Capsaicin induced afferent denervation and receptor-linked responses to CGRP in the rat

Abstract

We have examined the effect of neonatal capsaicin-induced destruction of primary afferent nerves in rats on the response to calcitonin gene-related peptide (CGRP) in vitro and in vivo. Denervation was confirmed by immunohistochemistry. Rat α-CGRP (rCGRP) activated adenylate cyclase in homogenates of rat spleen (basal activity 45 ± 8.27, δV max 75 ± 16 pmol cyclic AMP min −1 mg −1 protein; K act 2.04 ± 0.44 nM . A single specific binding site for [ 125I]hCGRP was demonstrated in homogenates of spleen ( K d = 4.84 ± 0.66 nM , B max = 1.43 ± 0.35 pmol mg −1 protein).
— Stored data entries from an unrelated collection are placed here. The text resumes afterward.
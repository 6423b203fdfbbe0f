//! Network CRUD and schema initialization.

mod common;

use std::collections::BTreeMap;

use common::{create_network, entity, new_factory};
use lattice_storage::{
    GraphStore, Network, NetworkLoadCriteria, NetworkLoadFilter, NetworkUpdateCriteria,
    StorageError, TxOptions, INTERNAL_NETWORK_ID,
};

fn configs(pairs: &[(&str, &[u8])]) -> BTreeMap<String, Vec<u8>> {
    pairs
        .iter()
        .map(|(t, v)| (t.to_string(), v.to_vec()))
        .collect()
}

#[test]
fn initialize_is_idempotent_and_seeds_internal_network() {
    let mut factory = new_factory();
    // A second initialization must not fail or duplicate anything.
    factory.initialize_storage().unwrap();

    let store = factory.start_transaction(TxOptions::default()).unwrap();
    let result = store
        .load_networks(
            NetworkLoadFilter {
                ids: vec![INTERNAL_NETWORK_ID.to_owned()],
            },
            NetworkLoadCriteria::default(),
        )
        .unwrap();
    assert_eq!(result.networks.len(), 1);
    assert!(result.network_ids_not_found.is_empty());
}

#[test]
fn create_and_load_networks() {
    let mut factory = new_factory();
    let mut store = factory.start_transaction(TxOptions::default()).unwrap();

    store
        .create_network(Network {
            id: "n1".to_owned(),
            ty: Some("lte".to_owned()),
            name: "Hello".to_owned(),
            description: "Hello network".to_owned(),
            configs: configs(&[("foo", b"foo"), ("baz", b"quz")]),
            ..Default::default()
        })
        .unwrap();
    store
        .create_network(Network {
            id: "n2".to_owned(),
            ..Default::default()
        })
        .unwrap();

    let result = store
        .load_networks(
            NetworkLoadFilter {
                ids: vec!["n1".to_owned(), "n2".to_owned(), "missing".to_owned()],
            },
            NetworkLoadCriteria {
                load_metadata: true,
                load_configs: true,
            },
        )
        .unwrap();

    assert_eq!(result.network_ids_not_found, vec!["missing".to_owned()]);
    assert_eq!(result.networks.len(), 2);
    let n1 = &result.networks[0];
    assert_eq!(n1.id, "n1");
    assert_eq!(n1.ty.as_deref(), Some("lte"));
    assert_eq!(n1.name, "Hello");
    assert_eq!(n1.description, "Hello network");
    assert_eq!(n1.configs, configs(&[("foo", b"foo"), ("baz", b"quz")]));
    assert_eq!(n1.version, 0);
    assert!(result.networks[1].configs.is_empty());
}

#[test]
fn creating_a_duplicate_network_is_a_conflict() {
    let mut factory = new_factory();
    let mut store = factory.start_transaction(TxOptions::default()).unwrap();
    create_network(&mut store, "n1");

    let result = store.create_network(Network {
        id: "n1".to_owned(),
        ..Default::default()
    });
    assert!(matches!(result, Err(StorageError::AlreadyExists(_))));
}

#[test]
fn update_networks_applies_fields_and_configs() {
    let mut factory = new_factory();
    let mut store = factory.start_transaction(TxOptions::default()).unwrap();
    store
        .create_network(Network {
            id: "n1".to_owned(),
            name: "old".to_owned(),
            configs: configs(&[("hello", b"x"), ("keep", b"y")]),
            ..Default::default()
        })
        .unwrap();

    store
        .update_networks(vec![NetworkUpdateCriteria {
            id: "n1".to_owned(),
            new_name: Some("renamed".to_owned()),
            configs_to_add_or_update: configs(&[("hello", b"updated"), ("added", b"z")]),
            configs_to_delete: vec!["keep".to_owned()],
            ..Default::default()
        }])
        .unwrap();

    let result = store
        .load_networks(
            NetworkLoadFilter {
                ids: vec!["n1".to_owned()],
            },
            NetworkLoadCriteria {
                load_metadata: true,
                load_configs: true,
            },
        )
        .unwrap();
    let n1 = &result.networks[0];
    assert_eq!(n1.name, "renamed");
    assert_eq!(n1.version, 1);
    assert_eq!(
        n1.configs,
        configs(&[("hello", b"updated"), ("added", b"z")])
    );
}

#[test]
fn multiple_updates_for_one_network_are_rejected() {
    let mut factory = new_factory();
    let mut store = factory.start_transaction(TxOptions::default()).unwrap();
    create_network(&mut store, "n1");

    let result = store.update_networks(vec![
        NetworkUpdateCriteria {
            id: "n1".to_owned(),
            delete_network: true,
            ..Default::default()
        },
        NetworkUpdateCriteria {
            id: "n1".to_owned(),
            new_name: Some("renamed".to_owned()),
            ..Default::default()
        },
    ]);
    assert!(matches!(result, Err(StorageError::InvalidArgument(_))));
}

#[test]
fn deleting_a_network_removes_it_and_its_configs() {
    let mut factory = new_factory();
    let mut store = factory.start_transaction(TxOptions::default()).unwrap();
    store
        .create_network(Network {
            id: "n1".to_owned(),
            configs: configs(&[("foo", b"bar")]),
            ..Default::default()
        })
        .unwrap();

    store
        .update_networks(vec![NetworkUpdateCriteria {
            id: "n1".to_owned(),
            delete_network: true,
            ..Default::default()
        }])
        .unwrap();

    let result = store
        .load_networks(
            NetworkLoadFilter {
                ids: vec!["n1".to_owned()],
            },
            NetworkLoadCriteria::default(),
        )
        .unwrap();
    assert!(result.networks.is_empty());
    assert_eq!(result.network_ids_not_found, vec!["n1".to_owned()]);
}

#[test]
fn deleting_a_network_with_live_entities_fails() {
    let mut factory = new_factory();
    let mut store = factory.start_transaction(TxOptions::default()).unwrap();
    create_network(&mut store, "n1");
    store.create_entity("n1", entity("foo", "bar")).unwrap();

    // Entities do not cascade with their network; the foreign key holds
    // the delete back until the caller cleans them up.
    let result = store.update_networks(vec![NetworkUpdateCriteria {
        id: "n1".to_owned(),
        delete_network: true,
        ..Default::default()
    }]);
    assert!(matches!(result, Err(StorageError::Database { .. })));
}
Neither adenylate cyclase activation nor binding site characteristics were affected by capsaicin-induced denervation. In addition, hypotensive responses to intravenous boluses of rCGRP were examined in anaesthetized rats. Neither the basal blood pressure nor the blood pressure fall in response to rCGRP were altered by neonatal denervation by capsaicin. In conclusion, there is no evidence of denervation hypersensitivity of receptor mediated responses to CGRP in vivo or in vitro, following capsaicin-induced denervation in the rat. This suggests that CGRP is unlikely to exert a sustained tonic influence on cardiovascular regulation in the rat.